(INFORMATION begins)
//! Countries Visited Service - Aggregation use case
//!
//! Reads a person's manual countries and location history from the host,
//! resolves coordinates through the resolution service and merges the
//! result into the visited view.

use crate::application::resolution_service::ResolutionService;
use crate::domain::entities::{Coordinate, StateRecord, VisitedCountries};
use crate::domain::ports::{HistoryReader, StateReader};
use crate::domain::services::CountryAggregator;
use crate::domain::value_objects::{CountryCode, CurrentCountryPolicy};
use chrono::{DateTime, Utc};
use std::collections::BTreeSet;
use std::sync::Arc;

/// Tunables for one aggregation pass.
#[derive(Debug, Clone)]
pub struct AggregationSettings {
    /// Maximum uncached history cells sent to the geocoder per pass
    pub history_cap: usize,
    /// How far back history is read
    pub history_window: chrono::Duration,
    /// Whether the current country joins the visited set
    pub current_policy: CurrentCountryPolicy,
}

impl Default for AggregationSettings {
    fn default() -> Self {
        Self {
            history_cap: 100,
            history_window: chrono::Duration::days(30),
            current_policy: CurrentCountryPolicy::IncludeInVisited,
        }
    }
}

/// Countries visited service.
///
/// Every call recomputes the view from scratch; callers decide when to
/// run it (on a state change or on a polling interval).
pub struct CountriesVisitedService {
    resolver: Arc<ResolutionService>,
    state_reader: Arc<dyn StateReader>,
    history_reader: Arc<dyn HistoryReader>,
    settings: AggregationSettings,
}

impl CountriesVisitedService {
    /// Create a new countries visited service.
    pub fn new(
        resolver: Arc<ResolutionService>,
        state_reader: Arc<dyn StateReader>,
        history_reader: Arc<dyn HistoryReader>,
        settings: AggregationSettings,
    ) -> Self {
        Self {
            resolver,
            state_reader,
            history_reader,
            settings,
        }
    }

    pub fn settings(&self) -> &AggregationSettings {
        &self.settings
    }

    /// Merge manual codes with countries detected from coordinates.
    ///
    /// # Arguments
    /// * `manual_codes` - Manually tagged codes, any case; malformed ones are dropped
    /// * `history` - Raw history samples, duplicates allowed
    /// * `current` - Current position, if known
    pub async fn compute_visited<S: AsRef<str>>(
        &self,
        manual_codes: &[S],
        history: &[Coordinate],
        current: Option<Coordinate>,
    ) -> VisitedCountries {
        let manual = CountryAggregator::normalize_manual(manual_codes);
        let detected = self.detect_from_history(history).await;

        let current_country = match current {
            Some(coordinate) => self.resolver.resolve(coordinate).await,
            None => None,
        };

        let visited = CountryAggregator::merge(
            &manual,
            &detected,
            current_country,
            self.settings.current_policy,
        );

        tracing::info!(
            "total visited countries: {} (manual: {}, detected: {}, current: {:?})",
            visited.count,
            visited.manual_countries.len(),
            visited.detected_from_history.len(),
            visited.current_country.as_ref().map(CountryCode::as_str)
        );

        visited
    }

    /// Recompute the visited view for a person entity.
    ///
    /// Returns an empty view when the host does not know the entity.
    pub async fn update(&self, person_entity: &str) -> VisitedCountries {
        let Some(state) = self.state_reader.current_state(person_entity).await else {
            tracing::warn!("person entity {} not found", person_entity);
            return VisitedCountries::empty();
        };

        tracing::debug!(
            "manual countries from {}: {:?}",
            person_entity,
            state.attributes.visited_countries
        );

        let history = self.history_samples(person_entity).await;

        self.compute_visited(
            &state.attributes.visited_countries,
            &history,
            state.coordinate(),
        )
        .await
    }

    /// Collect coordinate samples from a person's history.
    ///
    /// Records carrying GPS attributes contribute their position; records
    /// whose state is a zone also contribute the zone's position.
    async fn history_samples(&self, person_entity: &str) -> Vec<Coordinate> {
        let until = Utc::now();
        // A window reaching past the representable range reads all history
        let since = until
            .checked_sub_signed(self.settings.history_window)
            .unwrap_or(DateTime::<Utc>::MIN_UTC);

        let records = match self.history_reader.history(person_entity, since, until).await {
            Ok(records) => records,
            Err(e) => {
                tracing::warn!("error reading history for {}: {}", person_entity, e);
                return Vec::new();
            }
        };

        let mut samples = Vec::with_capacity(records.len());
        for record in &records {
            if let Some(coordinate) = record.coordinate() {
                samples.push(coordinate);
            }
            if let Some(coordinate) = self.zone_coordinate(record).await {
                samples.push(coordinate);
            }
        }
        samples
    }

    async fn zone_coordinate(&self, record: &StateRecord) -> Option<Coordinate> {
        let zone = record.zone_entity()?;
        self.state_reader
            .current_state(zone)
            .await
            .and_then(|z| z.coordinate())
    }

    async fn detect_from_history(&self, history: &[Coordinate]) -> BTreeSet<CountryCode> {
        let selection = CountryAggregator::select_history(history, self.settings.history_cap, |c| {
            self.resolver.is_cached(c)
        });

        tracing::debug!(
            "processing {} unique coordinates from history (total: {})",
            selection.distinct,
            history.len()
        );
        if selection.skipped > 0 {
            tracing::info!(
                "limiting history processing to {} new coordinates ({} cached), {} left for a later pass",
                selection.coordinates.len() - selection.cached,
                selection.cached,
                selection.skipped
            );
        }

        let mut detected = BTreeSet::new();
        for coordinate in &selection.coordinates {
            if let Some(code) = self.resolver.resolve(*coordinate).await {
                tracing::debug!("detected country {} from {}", code, coordinate);
                detected.insert(code);
            }
        }

        tracing::info!(
            "history processing complete: {} countries detected from {} coordinates",
            detected.len(),
            selection.coordinates.len()
        );
        detected
    }
}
(INFORMATION ends)
Starting with the first line of the entries and ending with the line that has "a polling interval).", copy each line exactly and add nothing.

//! Countries Visited Service - Aggregation use case
//!
//! Reads a person's manual countries and location history from the host,
//! resolves coordinates through the resolution service and merges the
//! result into the visited view.

use crate::application::resolution_service::ResolutionService;
use crate::domain::entities::{Coordinate, StateRecord, VisitedCountries};
use crate::domain::ports::{HistoryReader, StateReader};
use crate::domain::services::CountryAggregator;
use crate::domain::value_objects::{CountryCode, CurrentCountryPolicy};
use chrono::{DateTime, Utc};
use std::collections::BTreeSet;
use std::sync::Arc;

/// Tunables for one aggregation pass.
#[derive(Debug, Clone)]
pub struct AggregationSettings {
    /// Maximum uncached history cells sent to the geocoder per pass
    pub history_cap: usize,
    /// How far back history is read
    pub history_window: chrono::Duration,
    /// Whether the current country joins the visited set
    pub current_policy: CurrentCountryPolicy,
}

impl Default for AggregationSettings {
    fn default() -> Self {
        Self {
            history_cap: 100,
            history_window: chrono::Duration::days(30),
            current_policy: CurrentCountryPolicy::IncludeInVisited,
        }
    }
}

/// Countries visited service.
///
/// Every call recomputes the view from scratch; callers decide when to
/// run it (on a state change or on a polling interval).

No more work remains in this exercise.